Exercise input ::
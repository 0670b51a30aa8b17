//! YAML template format.
//!
//! This is not general YAML. The emitter writes a fixed layout and the parser
//! reads exactly that layout back:
//!
//! ```text
//! - element_1:
//!     name: "element_a1b2c3"
//!     editable: true
//!     text:
//!       en:
//!         text: "Submit"
//!         style:
//!           fontSize: "16px"
//!           color: "#ffffff"
//!     style:
//!       display: flex
//!       backgroundColor: rgba(59, 130, 246, 1)
//!     inputType: "text"
//!     children:
//!       - child_1:
//!           name: "grid_item_d4e5f6"
//!           ...
//! ```
//!
//! Fields of a record share one indentation; a field's block is every
//! following line indented deeper. Lines the parser does not recognize are
//! skipped.

use std::collections::BTreeMap;
use std::fmt::Write;

use builder_core::language::is_valid_language_code;
use builder_core::Element;

use crate::error::{ImportError, ImportResult};
use crate::record::{records, StyleMap, TemplateRecord, TextEntry};

const ELEMENT_INDENT: usize = 4;
const STEP: usize = 2;

/// Serialize the element list in the YAML template layout.
#[must_use]
pub fn to_yaml(elements: &[Element]) -> String {
    let mut out = String::new();
    for (index, record) in records(elements).iter().enumerate() {
        let _ = writeln!(out, "- element_{}:", index + 1);
        write_record(&mut out, record, ELEMENT_INDENT);
        out.push('\n');
    }
    out
}

fn write_record(out: &mut String, record: &TemplateRecord, indent: usize) {
    let pad = " ".repeat(indent);
    let _ = writeln!(out, "{pad}name: {}", quote(&record.name));
    let _ = writeln!(out, "{pad}editable: {}", record.editable);

    let _ = writeln!(out, "{pad}text:");
    let lang_pad = " ".repeat(indent + STEP);
    let entry_pad = " ".repeat(indent + 2 * STEP);
    let style_pad = " ".repeat(indent + 3 * STEP);
    for (language, entry) in &record.text {
        let _ = writeln!(out, "{lang_pad}{language}:");
        let _ = writeln!(out, "{entry_pad}text: {}", quote(&entry.text));
        let _ = writeln!(out, "{entry_pad}style:");
        let _ = writeln!(out, "{style_pad}fontSize: {}", quote(&entry.style.font_size));
        let _ = writeln!(out, "{style_pad}color: {}", quote(&entry.style.color));
    }

    let _ = writeln!(out, "{pad}style:");
    for (key, value) in record.style.iter() {
        let _ = writeln!(out, "{lang_pad}{key}: {value}");
    }

    if let Some(input_type) = &record.input_type {
        let _ = writeln!(out, "{pad}inputType: {}", quote(input_type));
    }

    if let Some(children) = &record.children {
        let _ = writeln!(out, "{pad}children:");
        for (index, child) in children.iter().enumerate() {
            let _ = writeln!(out, "{lang_pad}- child_{}:", index + 1);
            write_record(out, child, indent + 3 * STEP);
        }
    }
}

fn quote(value: &str) -> String {
    let mut out = String::with_capacity(value.len() + 2);
    out.push('"');
    for c in value.chars() {
        match c {
            '"' => out.push_str("\\\""),
            '\\' => out.push_str("\\\\"),
            '\n' => out.push_str("\\n"),
            _ => out.push(c),
        }
    }
    out.push('"');
    out
}

fn unquote(value: &str) -> String {
    let value = value.trim();
    let Some(inner) = value
        .strip_prefix('"')
        .and_then(|rest| rest.strip_suffix('"'))
    else {
        return value.to_string();
    };
    let mut out = String::with_capacity(inner.len());
    let mut chars = inner.chars();
    while let Some(c) = chars.next() {
        if c != '\\' {
            out.push(c);
            continue;
        }
        match chars.next() {
            Some('n') => out.push('\n'),
            Some(other) => out.push(other),
            None => out.push('\\'),
        }
    }
    out
}

#[derive(Debug, Clone, Copy)]
struct Line<'a> {
    indent: usize,
    text: &'a str,
}

impl<'a> Line<'a> {
    fn parse(raw: &'a str) -> Option<Self> {
        let text = raw.trim_end();
        let trimmed = text.trim_start();
        if trimmed.is_empty() {
            return None;
        }
        Some(Self {
            indent: text.len() - trimmed.len(),
            text: trimmed,
        })
    }

    /// Split `key: value` on the first `": "`; `key:` yields an empty value.
    fn field(&self) -> (&'a str, &'a str) {
        if let Some((key, value)) = self.text.split_once(": ") {
            (key, value)
        } else if let Some(key) = self.text.strip_suffix(':') {
            (key, "")
        } else {
            (self.text, "")
        }
    }

    fn is_marker(&self, prefix: &str) -> bool {
        self.text.starts_with(prefix) && self.text.ends_with(':')
    }
}

/// Lines following `*pos` indented deeper than `owner`; advances `pos` past them.
fn take_block<'l, 'a>(lines: &'l [Line<'a>], pos: &mut usize, owner: usize) -> &'l [Line<'a>] {
    let start = *pos;
    while lines.get(*pos).is_some_and(|line| line.indent > owner) {
        *pos += 1;
    }
    &lines[start..*pos]
}

/// Parse YAML template text into records.
///
/// # Errors
///
/// Returns [`ImportError::InvalidFormat`] if no `- element_N:` record is found.
pub fn parse_yaml(text: &str) -> ImportResult<Vec<TemplateRecord>> {
    let lines: Vec<Line<'_>> = text.lines().filter_map(Line::parse).collect();
    let mut parsed = Vec::new();
    let mut pos = 0;
    while let Some(line) = lines.get(pos) {
        pos += 1;
        if line.is_marker("- element_") {
            let block = take_block(&lines, &mut pos, line.indent);
            parsed.push(parse_record(block));
        } else {
            tracing::trace!("Skipping unrecognized template line: {}", line.text);
        }
    }
    if parsed.is_empty() {
        return Err(ImportError::InvalidFormat);
    }
    Ok(parsed)
}

fn parse_record(block: &[Line<'_>]) -> TemplateRecord {
    let mut record = TemplateRecord::default();
    let Some(field_indent) = block.first().map(|line| line.indent) else {
        return record;
    };

    let mut pos = 0;
    while let Some(line) = block.get(pos) {
        pos += 1;
        if line.indent != field_indent {
            continue;
        }
        let (key, value) = line.field();
        match key {
            "name" => record.name = unquote(value),
            "editable" => record.editable = value.trim() == "true",
            "inputType" => record.input_type = Some(unquote(value)),
            "text" => record.text = parse_text(take_block(block, &mut pos, field_indent)),
            "style" => record.style = parse_style(take_block(block, &mut pos, field_indent)),
            "children" => {
                record.children = Some(parse_children(take_block(block, &mut pos, field_indent)));
            }
            _ => {}
        }
    }
    record
}

fn parse_text(block: &[Line<'_>]) -> BTreeMap<String, TextEntry> {
    let mut text = BTreeMap::new();
    let Some(lang_indent) = block.first().map(|line| line.indent) else {
        return text;
    };

    let mut pos = 0;
    while let Some(line) = block.get(pos) {
        pos += 1;
        if line.indent != lang_indent {
            continue;
        }
        let (language, rest) = line.field();
        let body = take_block(block, &mut pos, lang_indent);
        if !rest.is_empty() || !is_valid_language_code(language) {
            continue;
        }
        text.insert(language.to_string(), parse_text_entry(body));
    }
    text
}

fn parse_text_entry(block: &[Line<'_>]) -> TextEntry {
    let mut entry = TextEntry::default();
    let Some(entry_indent) = block.first().map(|line| line.indent) else {
        return entry;
    };

    let mut pos = 0;
    while let Some(line) = block.get(pos) {
        pos += 1;
        if line.indent != entry_indent {
            continue;
        }
        match line.field() {
            ("text", value) => entry.text = unquote(value),
            ("style", _) => {
                for style_line in take_block(block, &mut pos, entry_indent) {
                    match style_line.field() {
                        ("fontSize", value) => entry.style.font_size = unquote(value),
                        ("color", value) => entry.style.color = unquote(value),
                        _ => {}
                    }
                }
            }
            _ => {}
        }
    }
    entry
}

fn parse_style(block: &[Line<'_>]) -> StyleMap {
    let mut style = StyleMap::new();
    let Some(indent) = block.first().map(|line| line.indent) else {
        return style;
    };
    for line in block.iter().filter(|line| line.indent == indent) {
        let (key, value) = line.field();
        if !value.is_empty() {
            style.insert(key, value);
        }
    }
    style
}

fn parse_children(block: &[Line<'_>]) -> Vec<TemplateRecord> {
    let mut children = Vec::new();
    let mut pos = 0;
    while let Some(line) = block.get(pos) {
        pos += 1;
        if line.is_marker("- child_") {
            children.push(parse_record(take_block(block, &mut pos, line.indent)));
        }
    }
    children
}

What the exercise asks :: Report each line of the records that holds the word "BTreeMap".

Solution for this problem ::
use std::collections::BTreeMap;
fn parse_text(block: &[Line<'_>]) -> BTreeMap<String, TextEntry> {
    let mut text = BTreeMap::new();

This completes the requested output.